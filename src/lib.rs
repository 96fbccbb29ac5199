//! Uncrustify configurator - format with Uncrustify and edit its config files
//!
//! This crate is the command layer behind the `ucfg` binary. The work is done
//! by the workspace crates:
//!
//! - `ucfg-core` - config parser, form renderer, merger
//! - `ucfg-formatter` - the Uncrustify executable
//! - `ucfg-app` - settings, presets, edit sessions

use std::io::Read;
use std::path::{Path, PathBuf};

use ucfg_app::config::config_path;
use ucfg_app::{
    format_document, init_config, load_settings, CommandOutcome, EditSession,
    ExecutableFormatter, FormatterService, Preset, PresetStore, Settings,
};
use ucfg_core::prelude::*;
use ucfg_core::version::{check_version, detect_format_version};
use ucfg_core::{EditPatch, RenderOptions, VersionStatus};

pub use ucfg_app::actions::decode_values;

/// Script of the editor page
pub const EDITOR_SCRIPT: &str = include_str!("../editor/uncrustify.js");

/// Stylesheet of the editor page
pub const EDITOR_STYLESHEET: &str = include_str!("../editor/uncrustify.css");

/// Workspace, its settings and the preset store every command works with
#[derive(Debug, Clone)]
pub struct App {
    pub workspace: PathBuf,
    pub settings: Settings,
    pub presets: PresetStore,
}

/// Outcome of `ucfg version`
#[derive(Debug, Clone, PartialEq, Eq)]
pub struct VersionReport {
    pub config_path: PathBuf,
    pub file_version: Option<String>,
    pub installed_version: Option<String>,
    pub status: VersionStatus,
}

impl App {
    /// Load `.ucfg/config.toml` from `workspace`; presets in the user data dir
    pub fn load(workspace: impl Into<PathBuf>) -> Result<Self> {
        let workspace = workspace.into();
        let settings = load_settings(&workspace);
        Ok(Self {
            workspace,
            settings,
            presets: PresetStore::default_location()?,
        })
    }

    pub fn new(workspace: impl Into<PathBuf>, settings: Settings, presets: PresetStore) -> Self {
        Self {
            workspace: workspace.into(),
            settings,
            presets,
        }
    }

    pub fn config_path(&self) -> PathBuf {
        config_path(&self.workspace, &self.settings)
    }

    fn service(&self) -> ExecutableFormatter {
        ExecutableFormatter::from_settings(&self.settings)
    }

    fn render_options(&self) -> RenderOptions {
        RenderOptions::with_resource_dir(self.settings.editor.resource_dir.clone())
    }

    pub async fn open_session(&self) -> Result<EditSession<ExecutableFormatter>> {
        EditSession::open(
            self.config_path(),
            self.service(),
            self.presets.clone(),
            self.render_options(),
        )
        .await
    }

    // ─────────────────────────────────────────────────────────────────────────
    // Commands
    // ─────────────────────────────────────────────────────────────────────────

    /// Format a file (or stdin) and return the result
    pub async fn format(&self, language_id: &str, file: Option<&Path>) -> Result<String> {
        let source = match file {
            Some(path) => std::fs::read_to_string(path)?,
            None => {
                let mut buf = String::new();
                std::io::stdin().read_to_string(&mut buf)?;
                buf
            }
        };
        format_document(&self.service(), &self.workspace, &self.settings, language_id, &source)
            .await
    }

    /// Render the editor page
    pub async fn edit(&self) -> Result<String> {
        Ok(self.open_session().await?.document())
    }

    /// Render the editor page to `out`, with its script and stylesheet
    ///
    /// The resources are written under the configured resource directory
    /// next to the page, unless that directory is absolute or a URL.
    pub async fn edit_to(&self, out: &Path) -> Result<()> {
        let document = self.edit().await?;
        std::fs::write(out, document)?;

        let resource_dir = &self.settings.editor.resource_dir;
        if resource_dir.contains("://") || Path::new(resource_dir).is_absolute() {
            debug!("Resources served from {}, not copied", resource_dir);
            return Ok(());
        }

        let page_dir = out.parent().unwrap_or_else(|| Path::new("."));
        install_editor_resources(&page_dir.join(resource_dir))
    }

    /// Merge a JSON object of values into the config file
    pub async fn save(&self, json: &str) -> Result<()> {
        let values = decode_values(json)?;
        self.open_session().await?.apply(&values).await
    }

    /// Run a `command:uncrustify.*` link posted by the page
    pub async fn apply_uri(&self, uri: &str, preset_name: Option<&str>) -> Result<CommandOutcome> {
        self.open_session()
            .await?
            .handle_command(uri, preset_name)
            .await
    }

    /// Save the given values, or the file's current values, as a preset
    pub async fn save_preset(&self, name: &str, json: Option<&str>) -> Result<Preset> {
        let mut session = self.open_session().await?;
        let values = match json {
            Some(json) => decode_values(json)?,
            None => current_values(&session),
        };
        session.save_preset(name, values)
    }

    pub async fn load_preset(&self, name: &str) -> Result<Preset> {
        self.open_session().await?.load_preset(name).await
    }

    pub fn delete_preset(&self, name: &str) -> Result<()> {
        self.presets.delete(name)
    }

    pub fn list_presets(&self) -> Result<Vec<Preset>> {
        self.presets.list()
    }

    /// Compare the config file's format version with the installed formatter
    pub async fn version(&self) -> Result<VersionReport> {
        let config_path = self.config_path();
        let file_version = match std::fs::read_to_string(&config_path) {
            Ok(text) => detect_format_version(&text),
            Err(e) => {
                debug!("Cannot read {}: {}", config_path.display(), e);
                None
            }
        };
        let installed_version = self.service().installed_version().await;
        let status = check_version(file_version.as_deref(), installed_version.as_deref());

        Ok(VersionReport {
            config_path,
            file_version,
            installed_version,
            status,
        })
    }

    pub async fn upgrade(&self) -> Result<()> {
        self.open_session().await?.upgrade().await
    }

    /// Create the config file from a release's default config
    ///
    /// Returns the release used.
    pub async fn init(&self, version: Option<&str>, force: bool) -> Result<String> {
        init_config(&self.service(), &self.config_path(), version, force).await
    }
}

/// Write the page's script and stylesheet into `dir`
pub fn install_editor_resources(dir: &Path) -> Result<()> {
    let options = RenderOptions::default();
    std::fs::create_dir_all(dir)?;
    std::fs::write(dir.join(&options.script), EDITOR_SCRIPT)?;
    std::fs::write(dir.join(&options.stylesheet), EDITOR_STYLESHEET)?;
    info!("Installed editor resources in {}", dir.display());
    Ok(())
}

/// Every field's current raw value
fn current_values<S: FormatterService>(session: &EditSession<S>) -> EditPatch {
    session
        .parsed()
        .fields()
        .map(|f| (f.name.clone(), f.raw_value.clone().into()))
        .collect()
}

---

**Task instructions**
Go line by line through the data, copying each one that contains the word "RenderOptions".

**Task response**
use ucfg_core::{EditPatch, RenderOptions, VersionStatus};
    fn render_options(&self) -> RenderOptions {
        RenderOptions::with_resource_dir(self.settings.editor.resource_dir.clone())
    let options = RenderOptions::default();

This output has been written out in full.